Temporal changes in predator density are linked to shifts in prey behavior, mortality, and abundance in the field

Predators suppress prey populations and elicit defensive phenotypes in prey. The magnitude of predator effects depends upon several factors, including the density of predators, and their cue concentrations, in the environment. Predator density manipulations have often relied on laboratory studies that use unrealistic densities of predators and prey over unnatural temporal and spatial scales. Field studies can provide insights into predator-prey interactions under more realistic scenarios. However, field studies linking predator density and prey populations are limited by the challenge of manipulating predator densities or predicting predator densities in dynamic/stochastic environments. We exploited a somewhat predictable rise in predatory crab communities associated with ocean warming to evaluate the impacts of swimming crab density on ecologically important horn snails. Our approach combined long-term monitoring of crabs and snails with snail behavior surveys and snail tethering experiments repeated during and after a marine heat wave. Near the end of a marine heat wave in 2016, swimming crabs were found in 25% of marsh tidal creeks. No swimming crabs were found in these tidal creeks during cooler water conditions in 2012 and 2021. When swimming crabs were more abundant (e.g. 2016), horn snails experienced 7,533% more mortality and were 91% less abundant. The proportion of snails climbing vegetation was 454% higher when swimming crabs were more abundant. Thus, higher predator densities occurring during a marine heat wave were associated with changes in snail abundance, mortality, and behavior. Such changes could influence marsh food webs and nutrient cycling. Our findings highlight the value of exploiting climatic anomalies to understand ecological patterns linked to the top-down effects in ecosystems - a critical need in predator-prey ecology.

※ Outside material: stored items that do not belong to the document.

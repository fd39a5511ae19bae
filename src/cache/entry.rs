//! Cache Entry Module
//!
//! Defines a single memoized value with expiry and access bookkeeping.

use std::time::Duration;

use tokio::time::Instant;

use crate::config::MAX_AGE_LIMIT;

// == Cache Entry ==
/// Represents a single cache entry with value and metadata.
///
/// `expires_at` is always strictly after `created_at`, and `access_count`
/// starts at 1 because storing a value counts as its first access.
#[derive(Debug, Clone)]
pub struct CacheEntry<T> {
    /// The memoized value
    pub data: T,
    /// When the value was stored
    pub created_at: Instant,
    /// Absolute expiry, `created_at + max_age`
    pub expires_at: Instant,
    /// Number of successful reads, including the store itself
    pub access_count: u64,
    /// When the entry was last read
    pub last_accessed_at: Instant,
}

impl<T> CacheEntry<T> {
    // == Constructor ==
    /// Creates a new cache entry that stays fresh for `max_age`.
    ///
    /// # Arguments
    /// * `data` - The value to store
    /// * `max_age` - Lifetime of the entry, must be non-zero; clamped to
    ///   `MAX_AGE_LIMIT`
    pub fn new(data: T, max_age: Duration) -> Self {
        Self::new_at(data, max_age, Instant::now())
    }

    pub(crate) fn new_at(data: T, max_age: Duration, now: Instant) -> Self {
        Self {
            data,
            created_at: now,
            expires_at: now + max_age.min(MAX_AGE_LIMIT),
            access_count: 1,
            last_accessed_at: now,
        }
    }

    // == Is Expired ==
    /// Checks if the entry has expired.
    ///
    /// Boundary condition: the entry is still fresh at exactly `expires_at`
    /// and expired at any instant strictly after it.
    pub fn is_expired(&self) -> bool {
        self.is_expired_at(Instant::now())
    }

    pub(crate) fn is_expired_at(&self, now: Instant) -> bool {
        now > self.expires_at
    }

    // == Touch ==
    /// Records a successful read at `now`.
    pub(crate) fn touch_at(&mut self, now: Instant) {
        self.access_count = self.access_count.saturating_add(1);
        self.last_accessed_at = now;
    }

    // == Age ==
    /// Time elapsed since the value was stored.
    pub fn age(&self) -> Duration {
        Instant::now().saturating_duration_since(self.created_at)
    }

    // == Time To Live ==
    /// Remaining freshness, or `Duration::ZERO` once expired.
    pub fn ttl_remaining(&self) -> Duration {
        self.expires_at.saturating_duration_since(Instant::now())
    }
}
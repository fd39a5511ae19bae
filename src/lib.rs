//! Memo Cache - A time-aware in-process memoization cache
//!
//! Memoizes the results of expensive async lookups with expiry, size-bounded
//! LFU eviction, pattern invalidation and usage statistics.

pub mod cache;
pub mod config;
pub mod error;
pub mod tasks;

pub use cache::{CacheStats, KeyPattern, MemoCache};
pub use config::{CacheConfig, CacheOptions};
pub use error::{CacheError, Result};
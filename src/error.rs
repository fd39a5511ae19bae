//! Error types for the memoization cache
//!
//! Provides unified error handling using thiserror.

use thiserror::Error;

// == Cache Error Enum ==
/// Unified error type for cache operations.
///
/// Producer failures are never wrapped in this type: `get_or_compute`
/// returns the producer's own error unchanged.
#[derive(Error, Debug)]
pub enum CacheError {
    /// Key is empty
    #[error("Invalid key: {0}")]
    InvalidKey(String),

    /// Key is absent or its entry has expired
    #[error("Key not found: {0}")]
    NotFound(String),

    /// Invalidation pattern is not a valid regular expression
    #[error("Invalid pattern: {0}")]
    InvalidPattern(#[from] regex::Error),

    /// Configuration or per-call override is out of range
    #[error("Invalid configuration: {0}")]
    InvalidConfig(String),
}

// == Result Type Alias ==
/// Convenience Result type for cache operations.
pub type Result<T> = std::result::Result<T, CacheError>;

// == Key Validation ==
/// Rejects empty keys.
pub(crate) fn validate_key(key: &str) -> Result<()> {
    if key.is_empty() {
        return Err(CacheError::InvalidKey("key must not be empty".to_string()));
    }
    Ok(())
}
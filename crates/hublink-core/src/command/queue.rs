// ── Write queue ──
//
// FIFO, single-consumer, unbounded. Producers are the writers; the
// consumer is the connector's dispatch task. Backpressure is the
// consumer's business, so `append` never blocks.

use tokio::sync::mpsc;

use super::WriteCommand;
use crate::error::CoreError;

/// Create a connected queue producer/consumer pair.
pub fn write_queue() -> (WriteQueue, WriteQueueReceiver) {
    let (tx, rx) = mpsc::unbounded_channel();
    (WriteQueue { tx }, WriteQueueReceiver { rx })
}

/// Producer side. Cheaply cloneable.
#[derive(Debug, Clone)]
pub struct WriteQueue {
    tx: mpsc::UnboundedSender<WriteCommand>,
}

impl WriteQueue {
    /// Append a command. Fails only when the consumer is gone.
    pub fn append(&self, command: WriteCommand) -> Result<(), CoreError> {
        self.tx.send(command).map_err(|_| CoreError::QueueClosed)
    }

    pub fn is_closed(&self) -> bool {
        self.tx.is_closed()
    }
}

/// Consumer side.
#[derive(Debug)]
pub struct WriteQueueReceiver {
    rx: mpsc::UnboundedReceiver<WriteCommand>,
}

impl WriteQueueReceiver {
    /// Wait for the next command. `None` once every producer is dropped
    /// and the queue is drained.
    pub async fn next(&mut self) -> Option<WriteCommand> {
        self.rx.recv().await
    }

    /// Take the next command if one is ready.
    pub fn try_next(&mut self) -> Option<WriteCommand> {
        self.rx.try_recv().ok()
    }

    /// Take every command that is ready, in FIFO order.
    pub fn drain(&mut self) -> Vec<WriteCommand> {
        std::iter::from_fn(|| self.try_next()).collect()
    }
}
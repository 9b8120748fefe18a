//! Property write scheduling and reconciliation for IoT connectors.
//!
//! A connector mirrors physical devices as properties. Callers express a
//! desired value by setting a property's expected value and flagging it
//! pending; this crate decides *when* that desire becomes a
//! [`WriteCommand`] handed to the vendor transport, and keeps the pending
//! flag honest afterwards:
//!
//! - **[`Connector`]**: Lifecycle facade. [`connect()`](Connector::connect)
//!   builds the [`PropertyIndex`] and spawns exactly one writer plus the
//!   queue dispatch task; [`disconnect()`](Connector::disconnect) cancels
//!   them and invalidates the indexed states.
//!
//! - **Writers** ([`writer`]): [`Scheduler`] (periodic scan with debounce
//!   and stale-dispatch retry, one write per tick), [`EventWriter`]
//!   (in-process notifications) and [`ExchangeWriter`] (cross-process state
//!   documents, reference-counted clients). All share one [`Reconciler`].
//!
//! - **Stores** ([`store`]): The [`ConfigurationRepository`] and
//!   [`PropertyStateStore`] seams with concurrent in-memory implementations.
//!
//! - **Domain model** ([`model`]): Connectors, devices, channels,
//!   properties and their [`PropertyState`].

pub mod client;
pub mod command;
pub mod config;
pub mod connector;
pub mod error;
pub mod exchange;
pub mod index;
pub mod model;
pub mod store;
pub mod writer;

// ── Primary re-exports ──────────────────────────────────────────────
pub use client::ProtocolClient;
pub use command::{WriteCommand, WriteQueue, WriteQueueReceiver, write_queue};
pub use config::{ConnectorConfig, WriterMode, WriterTiming};
pub use connector::{Collaborators, ConnectionState, Connector};
pub use error::CoreError;
pub use exchange::{ExchangeBus, LocalExchange, StateDocument, forward_state_events};
pub use index::{PropertyIndex, PropertyRef};
pub use store::{
    ConfigurationRepository, MemoryRepository, MemoryStateStore, PropertyQuery,
    PropertyStateEvent, PropertyStateStore, StateAction, StateNotifications,
};
pub use writer::{Eligibility, EventWriter, ExchangeWriter, Reconciler, Scheduler, TickOutcome};

// Re-export model types at the crate root for ergonomics.
pub use model::{
    Channel, ChannelId, ConnectorId, DataType, Device, DeviceId, Pending, Property, PropertyId,
    PropertyKind, PropertyKindTag, PropertyOwner, PropertyState, PropertyValue, StateGuard,
    StateUpdate,
};
// Shared fixtures for the integration tests.
#![allow(dead_code, clippy::unwrap_used)]

use std::sync::Arc;
use std::sync::Mutex;
use std::sync::atomic::{AtomicBool, Ordering};

use async_trait::async_trait;

use hublink_core::model::Connector as ConnectorEntity;
use hublink_core::{
    Channel, ChannelId, ConnectorId, CoreError, DataType, Device, DeviceId, MemoryRepository,
    MemoryStateStore, Property, PropertyId, PropertyIndex, PropertyKind, PropertyOwner,
    ProtocolClient, Reconciler, WriteCommand,
};

// ── World ───────────────────────────────────────────────────────────

/// One connector with in-memory collaborators.
pub struct World {
    pub repo: Arc<MemoryRepository>,
    pub states: Arc<MemoryStateStore>,
    pub connector: ConnectorId,
}

impl World {
    pub fn new() -> Self {
        let repo = Arc::new(MemoryRepository::new());
        let connector = add_connector(&repo, "primary");
        Self {
            repo,
            states: Arc::new(MemoryStateStore::new()),
            connector,
        }
    }

    /// Register another connector in the same repository.
    pub fn other_connector(&self) -> ConnectorId {
        add_connector(&self.repo, "other")
    }

    pub fn device(&self, identifier: &str) -> DeviceId {
        self.device_in(self.connector, identifier, None)
    }

    pub fn child_device(&self, identifier: &str, parent: DeviceId) -> DeviceId {
        self.device_in(self.connector, identifier, Some(parent))
    }

    pub fn device_in(
        &self,
        connector: ConnectorId,
        identifier: &str,
        parent: Option<DeviceId>,
    ) -> DeviceId {
        let id = DeviceId::new();
        self.repo.upsert_device(Device {
            id,
            connector,
            identifier: identifier.into(),
            name: None,
            parent,
        });
        id
    }

    pub fn channel(&self, device: DeviceId, identifier: &str) -> ChannelId {
        let id = ChannelId::new();
        self.repo.upsert_channel(Channel {
            id,
            device,
            identifier: identifier.into(),
            name: None,
        });
        id
    }

    pub fn property(&self, owner: PropertyOwner, kind: PropertyKind, settable: bool) -> PropertyId {
        let id = PropertyId::new();
        self.repo.upsert_property(Property {
            id,
            owner,
            identifier: format!("prop-{}", self.repo.property_count()),
            kind,
            data_type: DataType::Float,
            settable,
            queryable: true,
            value: None,
        });
        id
    }

    /// Settable Dynamic property directly on `device`.
    pub fn dynamic(&self, device: DeviceId) -> PropertyId {
        self.property(PropertyOwner::Device(device), PropertyKind::Dynamic, true)
    }

    pub fn mapped(&self, owner: PropertyOwner, parent: PropertyId) -> PropertyId {
        self.property(owner, PropertyKind::Mapped { parent }, false)
    }

    pub fn reconciler(&self) -> Reconciler {
        Reconciler::new(self.connector, self.repo.clone(), self.states.clone())
    }

    pub fn index(&self) -> Arc<PropertyIndex> {
        Arc::new(PropertyIndex::build(self.connector, self.repo.as_ref()))
    }
}

fn add_connector(repo: &MemoryRepository, identifier: &str) -> ConnectorId {
    let id = ConnectorId::new();
    repo.upsert_connector(ConnectorEntity {
        id,
        identifier: identifier.into(),
        name: None,
    });
    id
}

// ── RecordingClient ─────────────────────────────────────────────────

/// Protocol client that records every command and optionally fails.
#[derive(Default)]
pub struct RecordingClient {
    sent: Mutex<Vec<WriteCommand>>,
    failing: AtomicBool,
}

impl RecordingClient {
    pub fn new() -> Arc<Self> {
        Arc::new(Self::default())
    }

    pub fn failing() -> Arc<Self> {
        let client = Self::default();
        client.failing.store(true, Ordering::SeqCst);
        Arc::new(client)
    }

    pub fn sent(&self) -> Vec<WriteCommand> {
        self.sent.lock().unwrap().clone()
    }
}

#[async_trait]
impl ProtocolClient for RecordingClient {
    async fn send(&self, command: &WriteCommand) -> Result<(), CoreError> {
        self.sent.lock().unwrap().push(command.clone());
        if self.failing.load(Ordering::SeqCst) {
            return Err(CoreError::Transmission {
                device: command.device(),
                property: command.property(),
                message: "device unreachable".into(),
            });
        }
        Ok(())
    }
}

捕食者会抑制猎物种群数量，并诱导猎物产生防御表型。捕食者效应的强度取决于多种因素，包括环境中捕食者的密度及其信号浓度。捕食者密度操控研究通常依赖实验室实验，但这类实验使用的捕食者与猎物密度往往不切实际，且时间和空间尺度也不符合自然场景。野外研究则能在更贴近现实的情境下，揭示捕食者-猎物间的相互作用机制。然而，在动态/随机环境中，操控或预测捕食者密度的难度限制了探讨捕食者密度与猎物种群关系的野外研究。我们利用海洋变暖导致捕食性蟹类群落数量可预测性上升这一现象，评估了梭子蟹密度对生态关键物种角螺的影响。我们的研究方法结合了对蟹类与角螺的长期监测、角螺行为调查，以及在海洋热浪期间和之后重复进行的角螺系留实验。2016年海洋热浪末期，25%的沼泽潮沟中发现了梭子蟹；而在2012年和2021年水温较低的时期，这些潮沟中未发现梭子蟹。当梭子蟹数量较多时（如2016年），角螺的死亡率增加了7533%，种群数量则减少了91%；同时，攀爬植被的角螺比例提高了454%。因此，海洋热浪期间捕食者密度的上升与角螺种群数量、死亡率及行为的变化相关。这些变化可能会影响沼泽生态系统的食物网及养分循环（nutrient cycling）。我们的研究结果凸显了利用气候异常现象，解析生态系统中与自上而下效应相关的生态模式的价值——这是捕食者-猎物生态学领域的关键需求。